Il vento passò ancora una volta tra le fronde della quercia, facendo stormire le foglie ingiallite dall'autunno, mentre lei aspettava; era passato parecchio tempo dall'ultima volta ed attendeva con impazienza che arrivassero, era addirittura in anticipo per non perdere minuti preziosi in loro compagnia: in fondo quella era una giornata speciale.
L'incrocio era deserto da ore, disperso nel bel mezzo della campagna, il silenzio interrotto soltanto dal canto dei corvi e dal gorgoglìo di un canale d'irrigazione. Giunsero dalla strada ad est, con la luce della luna appena alzatasi alle loro spalle, con passo tranquillo e l'aria serena; quando le vide le fece un gesto di saluto e sorrise:
"Ciao! Come state? Tutto bene?"
"Ciao piccola, noi stiamo bene, e tu?" disse la più piccola delle due figure, una donna anziana dalla pelle segnata di innumerevoli rughe, i capelli bianchi raccolti in uno chignon d'altri tempi.
"Nonna, ormai sono una donna, non chiamarmi piccola!"
"Per me resterai sempre la mia piccola" rispose la nonna mostrando un lieve sorriso "il viaggio è stato faticoso, ci sediamo?"
Si accomodarono alla base della quercia dove un piccolo falò ardeva consumando rametti e foglie secche, appoggiando la schiena al grande albero e fissando l'incrocio illuminato dalla luna:
"Allora, tesoro, cosa ci racconti?" Fu l'altra donna a parlare, una signora imponente e dall'aspetto severo.
"Va tutto bene, mamma. Sono a capo di una squadra, lavoro sodo e bene, faccio dalle 10 alle 12 ore, spesso salto anche la pausa pranzo; Io e Giulio stiamo pensando di comprare un appartamento un po' più grande di quello dove stiamo, il mutuo è un bell'impegno ma dovremmo farcela"
"Quando vi sposerete?" chiese la vecchia
"Sposarci? E perché?"
"Il matrimonio è importante" rispose l'altra donna
"Il matrimonio non vale niente, è un'inutile vecchia istituzione" disse la giovane donna
"Bah! Vivi nel peccato!" rispose la nonna, guardandola fissa negli occhi "Il matrimonio è la garanzia di una famiglia stabile e di un ambiente sano per i propri figli! » la sicurezza di avere un uomo a fianco che ti protegga e si occupi di sfamarti, sempre, mentre tu ti occupi della casa e di crescere i bambini. Con un marito non saresti obbligata a lavorare"
"Mama, i tempi sono cambiati" intervenne la donna imponente.
"Anche tu ti sei sposata"
"Sì, perché lo amavo. Ma anche dopo il matrimonio ho continuato a lavorare, perché altrimenti non saremmo mai riusciti a crescere lei e i suoi fratelli, a dare loro le possibilità che noi non abbiamo avuto. E non mi sembra di aver fatto un cattivo lavoro"
"E allora perché dovrei sposarmi?"
"Per rendere il tuo rapporto più solido, per legarlo a te con una promessa indissolubile"

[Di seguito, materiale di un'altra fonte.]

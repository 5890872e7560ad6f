//! Host platform probing and the browser XR bridge.
//!
//! In the browser the WebXR API is asked whether `immersive-vr` sessions are
//! possible, an enter-VR button is placed on the page when they are, and the
//! session's trigger squeezes are queued for the VR input systems. Native
//! builds have no WebXR and report `Unsupported` at once.

use std::sync::{Arc, Mutex};

use bevy::prelude::*;

use crate::events::SelectPhase;
use crate::resources::{BowlingConfig, VrSupport};
use crate::types::{Hand, InputScheme, VrCapability};

/// Slot the asynchronous probe writes its answer into.
#[derive(Resource, Clone, Default)]
pub struct VrProbe(Arc<Mutex<Option<VrCapability>>>);

impl VrProbe {
    fn store(&self, capability: VrCapability) {
        if let Ok(mut slot) = self.0.lock() {
            *slot = Some(capability);
        }
    }

    fn take(&self) -> Option<VrCapability> {
        self.0.lock().ok().and_then(|mut slot| slot.take())
    }
}

/// Trigger squeezes reported by the browser's XR session, oldest first.
///
/// Filled from JavaScript callbacks and drained once per frame by
/// [`crate::systems::vr::forward_xr_selects`].
#[derive(Resource, Clone, Default)]
pub struct XrSelectQueue(Arc<Mutex<Vec<(Hand, SelectPhase)>>>);

impl XrSelectQueue {
    pub fn push(&self, hand: Hand, phase: SelectPhase) {
        if let Ok(mut queue) = self.0.lock() {
            queue.push((hand, phase));
        }
    }

    pub fn drain(&self) -> Vec<(Hand, SelectPhase)> {
        self.0
            .lock()
            .map(|mut queue| std::mem::take(&mut *queue))
            .unwrap_or_default()
    }
}

/// Whether the enter-VR button made it onto the page.
#[derive(Resource, Clone, Copy, Debug, Default, PartialEq, Eq)]
pub enum EnterVrButton {
    /// Waiting for the capability probe
    #[default]
    Pending,
    Shown,
    /// No immersive sessions, or the page could not take the button
    Unavailable,
}

/// Kick off the VR capability probe.
pub fn start_vr_probe(mut commands: Commands) {
    let probe = VrProbe::default();
    spawn_probe(probe.clone());
    commands.insert_resource(probe);
}

/// Move a finished probe result into [`VrSupport`].
pub fn poll_vr_probe(
    probe: Option<Res<VrProbe>>,
    config: Res<BowlingConfig>,
    mut support: ResMut<VrSupport>,
) {
    let Some(capability) = probe.and_then(|probe| probe.take()) else {
        return;
    };
    info!("VR capability: {:?}", capability);
    if config.input_scheme == InputScheme::Vr && capability != VrCapability::Supported {
        warn!("VR input selected but no immersive session is available");
    }
    support.capability = capability;
}

/// Place the enter-VR button once the probe says immersive sessions work.
///
/// Runs until the button is either shown or known to be unavailable; both
/// outcomes are logged.
pub fn offer_enter_vr(
    support: Res<VrSupport>,
    queue: Res<XrSelectQueue>,
    mut button: ResMut<EnterVrButton>,
) {
    if *button != EnterVrButton::Pending || support.capability == VrCapability::Probing {
        return;
    }
    if support.capability != VrCapability::Supported {
        warn!(
            "Enter-VR button unavailable: {}",
            support.capability.status_text()
        );
        *button = EnterVrButton::Unavailable;
        return;
    }
    match show_enter_vr_button(queue.clone()) {
        Ok(()) => {
            info!("Enter-VR button shown");
            *button = EnterVrButton::Shown;
        }
        Err(err) => {
            error!("Enter-VR button unavailable: {}", err);
            *button = EnterVrButton::Unavailable;
        }
    }
}

/// Whether the host asked for the VR variant.
///
/// On the web this is a `vr` key in the page query string (`?vr`).
#[cfg(target_arch = "wasm32")]
pub fn vr_requested() -> bool {
    web_sys::window()
        .and_then(|window| window.location().search().ok())
        .map(|search| {
            search
                .trim_start_matches('?')
                .split('&')
                .any(|pair| pair == "vr" || pair.starts_with("vr="))
        })
        .unwrap_or(false)
}

#[cfg(target_arch = "wasm32")]
fn spawn_probe(probe: VrProbe) {
    wasm_bindgen_futures::spawn_local(async move {
        let capability = probe_webxr().await;
        probe.store(capability);
    });
}

#[cfg(not(target_arch = "wasm32"))]
fn spawn_probe(probe: VrProbe) {
    probe.store(VrCapability::Unsupported);
}

#[cfg(not(target_arch = "wasm32"))]
fn show_enter_vr_button(_queue: XrSelectQueue) -> Result<(), String> {
    Err("no browser page to place it on".to_string())
}

#[cfg(target_arch = "wasm32")]
const ENTER_VR_STYLE: &str = "position:absolute;bottom:20px;left:calc(50% - 50px);width:100px;\
padding:12px 6px;border:1px solid #fff;border-radius:4px;background:rgba(0,0,0,0.1);\
color:#fff;font:normal 13px sans-serif;text-align:center;cursor:pointer;z-index:999";

#[cfg(target_arch = "wasm32")]
fn show_enter_vr_button(queue: XrSelectQueue) -> Result<(), String> {
    use wasm_bindgen::closure::Closure;
    use wasm_bindgen::JsCast;

    let document = web_sys::window()
        .and_then(|window| window.document())
        .ok_or("no document")?;
    let body = document.body().ok_or("document has no body")?;
    let button = document
        .create_element("button")
        .map_err(|err| format!("{err:?}"))?;
    button.set_text_content(Some("ENTER VR"));
    button
        .set_attribute("style", ENTER_VR_STYLE)
        .map_err(|err| format!("{err:?}"))?;

    // The session must be requested inside the click handler itself.
    let on_click = Closure::<dyn FnMut(_)>::new(move |_event: web_sys::Event| {
        request_vr_session(queue.clone());
    });
    button
        .add_event_listener_with_callback("click", on_click.as_ref().unchecked_ref())
        .map_err(|err| format!("{err:?}"))?;
    on_click.forget();

    body.append_child(&button)
        .map_err(|err| format!("{err:?}"))?;
    Ok(())
}

#[cfg(target_arch = "wasm32")]
fn request_vr_session(queue: XrSelectQueue) {
    use wasm_bindgen::{JsCast, JsValue};
    use wasm_bindgen_futures::JsFuture;

    let promise = web_sys::window()
        .ok_or_else(|| JsValue::from_str("no window"))
        .and_then(|window| js_sys::Reflect::get(&window.navigator(), &JsValue::from_str("xr")))
        .and_then(|xr| {
            let request = js_sys::Reflect::get(&xr, &JsValue::from_str("requestSession"))?
                .dyn_into::<js_sys::Function>()?;
            request
                .call1(&xr, &JsValue::from_str("immersive-vr"))?
                .dyn_into::<js_sys::Promise>()
        });
    let promise = match promise {
        Ok(promise) => promise,
        Err(err) => {
            warn!("Could not request a VR session: {:?}", err);
            return;
        }
    };

    wasm_bindgen_futures::spawn_local(async move {
        match JsFuture::from(promise).await {
            Ok(session) => {
                info!("Immersive VR session started");
                if let Err(err) = listen_for_selects(&session, queue) {
                    warn!("VR session has no select events: {:?}", err);
                }
            }
            Err(err) => warn!("VR session request rejected: {:?}", err),
        }
    });
}

#[cfg(target_arch = "wasm32")]
fn listen_for_selects(
    session: &wasm_bindgen::JsValue,
    queue: XrSelectQueue,
) -> Result<(), wasm_bindgen::JsValue> {
    use wasm_bindgen::closure::Closure;
    use wasm_bindgen::{JsCast, JsValue};

    let target = session
        .dyn_ref::<web_sys::EventTarget>()
        .ok_or_else(|| JsValue::from_str("session is not an event target"))?;

    for (name, phase) in [("selectstart", SelectPhase::Start), ("selectend", SelectPhase::End)] {
        let queue = queue.clone();
        let listener = Closure::<dyn FnMut(_)>::new(move |event: web_sys::Event| {
            let handedness = js_sys::Reflect::get(&event, &JsValue::from_str("inputSource"))
                .and_then(|source| js_sys::Reflect::get(&source, &JsValue::from_str("handedness")))
                .ok()
                .and_then(|handedness| handedness.as_string())
                .unwrap_or_default();
            queue.push(Hand::from_handedness(&handedness), phase);
        });
        target.add_event_listener_with_callback(name, listener.as_ref().unchecked_ref())?;
        listener.forget();
    }
    Ok(())
}

#[cfg(target_arch = "wasm32")]
async fn probe_webxr() -> VrCapability {
    use wasm_bindgen::{JsCast, JsValue};
    use wasm_bindgen_futures::JsFuture;

    let Some(window) = web_sys::window() else {
        return VrCapability::Unsupported;
    };
    let navigator = window.navigator();
    let xr = match js_sys::Reflect::get(&navigator, &JsValue::from_str("xr")) {
        Ok(xr) if !xr.is_undefined() && !xr.is_null() => xr,
        _ => return VrCapability::Unsupported,
    };

    let promise = js_sys::Reflect::get(&xr, &JsValue::from_str("isSessionSupported"))
        .and_then(|function| function.dyn_into::<js_sys::Function>())
        .and_then(|function| function.call1(&xr, &JsValue::from_str("immersive-vr")))
        .and_then(|promise| promise.dyn_into::<js_sys::Promise>());
    let promise = match promise {
        Ok(promise) => promise,
        Err(err) => {
            warn!("WebXR probe could not start: {:?}", err);
            return VrCapability::Unsupported;
        }
    };

    match JsFuture::from(promise).await {
        Ok(supported) if supported.as_bool() == Some(true) => VrCapability::Supported,
        Ok(_) => VrCapability::NoHeadset,
        Err(err) => {
            warn!("WebXR probe failed: {:?}", err);
            VrCapability::Unsupported
        }
    }
}

#[cfg(test)]
mod tests {
    use super::*;

    #[test]
    fn test_probe_result_is_taken_once() {
        let probe = VrProbe::default();
        assert_eq!(probe.take(), None);

        probe.store(VrCapability::NoHeadset);
        assert_eq!(probe.take(), Some(VrCapability::NoHeadset));
        assert_eq!(probe.take(), None);
    }

    #[test]
    fn test_select_queue_drains_in_order() {
        let queue = XrSelectQueue::default();
        queue.push(Hand::Left, SelectPhase::Start);
        queue.clone().push(Hand::Left, SelectPhase::End);

        assert_eq!(
            queue.drain(),
            vec![(Hand::Left, SelectPhase::Start), (Hand::Left, SelectPhase::End)]
        );
        assert!(queue.drain().is_empty());
    }

    fn offer_app(capability: VrCapability) -> App {
        let mut app = App::new();
        app.insert_resource(VrSupport { capability })
            .init_resource::<XrSelectQueue>()
            .init_resource::<EnterVrButton>()
            .add_systems(Update, offer_enter_vr);
        app
    }

    #[test]
    fn test_enter_vr_waits_for_probe() {
        let mut app = offer_app(VrCapability::Probing);
        app.update();
        assert_eq!(*app.world().resource::<EnterVrButton>(), EnterVrButton::Pending);
    }

    #[test]
    fn test_enter_vr_unavailable_without_headset() {
        let mut app = offer_app(VrCapability::NoHeadset);
        app.update();
        assert_eq!(
            *app.world().resource::<EnterVrButton>(),
            EnterVrButton::Unavailable
        );
    }

    #[cfg(not(target_arch = "wasm32"))]
    #[test]
    fn test_enter_vr_needs_a_page() {
        let mut app = offer_app(VrCapability::Supported);
        app.update();
        assert_eq!(
            *app.world().resource::<EnterVrButton>(),
            EnterVrButton::Unavailable
        );
    }

    #[cfg(not(target_arch = "wasm32"))]
    #[test]
    fn test_native_probe_reports_unsupported() {
        let probe = VrProbe::default();
        spawn_probe(probe.clone());
        assert_eq!(probe.take(), Some(VrCapability::Unsupported));
    }
}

"Sotto la tutela di Nostro Signore" aggiunse la vecchia
"Mama, l'importante è la promessa: che a testimoniare sia un prete o un ufficiale dello stato è lo stesso"
"Il matrimonio è sacro! Lo stato non può intromettersi"
"Ma io non voglio un legame così forte. È una condanna, una prigione... io voglio essere libera!" esclamò la giovane
"Tuo fratello si è sposato!"
"Se lui è scemo, io che ci posso fare?"
"Rispondimi, lo ami il tuo Giulio?"
"Ecco, mamma... beh, sì, credo di sì... a volte litighiamo ma mi pare normale, litigavate spesso anche tu e papà... però, ecco, a volte..."
La luna splendeva nel mezzo di un cielo limpido e stellato, stendendo un velo azzurrino di luce sui campi di grano e trifoglio
"Sei sciupata, tesoro, dovresti lavorare di meno"
"Non posso, mamma, c'è così tanto da fare..."
"Tuo padre ed io non abbiamo rischiato il carcere per vederti lavorare così tanto"
"Ti sei scelta un lavoro non per te, piccola" intervenne la vecchia "Le donne non sono adatte a comandare, non è il loro ruolo"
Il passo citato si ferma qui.